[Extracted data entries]
++++++++
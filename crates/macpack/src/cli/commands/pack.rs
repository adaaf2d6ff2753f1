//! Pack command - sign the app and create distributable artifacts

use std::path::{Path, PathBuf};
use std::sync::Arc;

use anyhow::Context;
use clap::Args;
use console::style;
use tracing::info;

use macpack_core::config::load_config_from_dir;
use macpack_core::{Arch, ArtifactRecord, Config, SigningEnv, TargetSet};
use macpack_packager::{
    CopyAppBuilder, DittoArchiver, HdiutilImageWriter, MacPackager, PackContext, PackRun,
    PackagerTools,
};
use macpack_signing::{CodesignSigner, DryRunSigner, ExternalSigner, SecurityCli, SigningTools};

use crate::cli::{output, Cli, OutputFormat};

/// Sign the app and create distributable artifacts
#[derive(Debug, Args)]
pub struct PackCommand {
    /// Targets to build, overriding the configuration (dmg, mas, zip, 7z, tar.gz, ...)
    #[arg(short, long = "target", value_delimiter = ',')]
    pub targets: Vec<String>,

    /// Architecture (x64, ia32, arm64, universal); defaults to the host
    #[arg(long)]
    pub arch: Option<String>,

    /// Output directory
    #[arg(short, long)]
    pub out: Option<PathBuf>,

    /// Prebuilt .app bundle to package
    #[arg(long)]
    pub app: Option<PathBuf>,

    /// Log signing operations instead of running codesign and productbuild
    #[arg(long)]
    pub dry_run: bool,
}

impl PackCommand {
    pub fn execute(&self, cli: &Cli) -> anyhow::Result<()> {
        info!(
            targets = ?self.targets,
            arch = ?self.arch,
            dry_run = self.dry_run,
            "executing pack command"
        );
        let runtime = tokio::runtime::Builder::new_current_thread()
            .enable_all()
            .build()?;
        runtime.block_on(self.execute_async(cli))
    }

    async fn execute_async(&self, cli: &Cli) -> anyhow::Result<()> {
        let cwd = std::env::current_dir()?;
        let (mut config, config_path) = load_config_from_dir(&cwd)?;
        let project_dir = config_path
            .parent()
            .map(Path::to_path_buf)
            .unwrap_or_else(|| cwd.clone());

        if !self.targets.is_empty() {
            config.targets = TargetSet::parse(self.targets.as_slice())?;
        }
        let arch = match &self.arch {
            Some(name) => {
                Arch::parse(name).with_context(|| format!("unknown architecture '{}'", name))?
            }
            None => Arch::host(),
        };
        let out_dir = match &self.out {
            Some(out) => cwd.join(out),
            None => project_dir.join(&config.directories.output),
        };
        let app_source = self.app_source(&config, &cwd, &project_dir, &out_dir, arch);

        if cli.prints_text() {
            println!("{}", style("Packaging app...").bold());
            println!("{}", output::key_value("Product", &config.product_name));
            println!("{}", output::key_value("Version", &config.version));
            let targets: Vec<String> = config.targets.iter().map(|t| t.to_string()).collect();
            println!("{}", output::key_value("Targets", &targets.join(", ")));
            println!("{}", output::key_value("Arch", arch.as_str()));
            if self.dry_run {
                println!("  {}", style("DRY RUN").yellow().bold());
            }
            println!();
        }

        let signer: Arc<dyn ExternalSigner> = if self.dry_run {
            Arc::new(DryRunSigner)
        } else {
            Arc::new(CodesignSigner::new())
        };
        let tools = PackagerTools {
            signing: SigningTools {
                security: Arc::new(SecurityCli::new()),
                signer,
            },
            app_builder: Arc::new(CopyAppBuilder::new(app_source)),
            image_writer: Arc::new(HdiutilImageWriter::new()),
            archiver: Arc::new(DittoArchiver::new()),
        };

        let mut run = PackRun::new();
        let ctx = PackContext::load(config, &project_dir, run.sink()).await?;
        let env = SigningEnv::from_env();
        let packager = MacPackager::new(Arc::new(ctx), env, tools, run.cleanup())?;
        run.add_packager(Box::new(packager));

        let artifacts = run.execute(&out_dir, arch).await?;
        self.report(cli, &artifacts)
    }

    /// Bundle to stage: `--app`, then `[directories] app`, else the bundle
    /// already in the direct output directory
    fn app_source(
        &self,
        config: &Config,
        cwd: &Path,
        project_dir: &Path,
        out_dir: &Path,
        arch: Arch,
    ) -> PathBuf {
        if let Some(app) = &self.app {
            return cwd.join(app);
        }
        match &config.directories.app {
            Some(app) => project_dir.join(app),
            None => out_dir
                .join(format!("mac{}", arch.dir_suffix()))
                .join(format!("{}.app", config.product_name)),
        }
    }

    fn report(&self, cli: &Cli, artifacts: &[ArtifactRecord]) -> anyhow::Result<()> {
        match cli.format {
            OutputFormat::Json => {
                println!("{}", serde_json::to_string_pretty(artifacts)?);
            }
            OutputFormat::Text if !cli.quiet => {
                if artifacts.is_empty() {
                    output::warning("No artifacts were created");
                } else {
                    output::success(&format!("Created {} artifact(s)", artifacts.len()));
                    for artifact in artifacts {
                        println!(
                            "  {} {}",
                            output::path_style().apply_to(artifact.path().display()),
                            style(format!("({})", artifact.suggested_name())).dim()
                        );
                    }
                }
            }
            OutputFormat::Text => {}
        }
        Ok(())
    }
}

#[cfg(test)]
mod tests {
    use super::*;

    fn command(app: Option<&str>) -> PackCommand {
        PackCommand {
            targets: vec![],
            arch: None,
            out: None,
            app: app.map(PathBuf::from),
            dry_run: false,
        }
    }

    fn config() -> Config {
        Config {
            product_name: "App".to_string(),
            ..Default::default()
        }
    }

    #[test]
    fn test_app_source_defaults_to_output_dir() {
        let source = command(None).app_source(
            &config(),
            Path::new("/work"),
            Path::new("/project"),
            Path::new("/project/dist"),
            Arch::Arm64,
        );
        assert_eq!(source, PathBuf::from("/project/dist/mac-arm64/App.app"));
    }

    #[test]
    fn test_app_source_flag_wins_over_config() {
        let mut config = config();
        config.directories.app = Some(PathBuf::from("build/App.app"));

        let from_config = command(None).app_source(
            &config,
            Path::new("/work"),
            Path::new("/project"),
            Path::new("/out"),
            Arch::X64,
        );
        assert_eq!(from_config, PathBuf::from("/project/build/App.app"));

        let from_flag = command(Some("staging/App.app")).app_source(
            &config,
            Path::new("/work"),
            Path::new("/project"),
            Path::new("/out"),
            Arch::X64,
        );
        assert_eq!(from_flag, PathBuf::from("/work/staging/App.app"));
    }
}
++++++++
**About this exercise:**
Report each line in the data that holds the word "ExternalSigner".

**Task output:**
use macpack_signing::{CodesignSigner, DryRunSigner, ExternalSigner, SecurityCli, SigningTools};
        let signer: Arc<dyn ExternalSigner> = if self.dry_run {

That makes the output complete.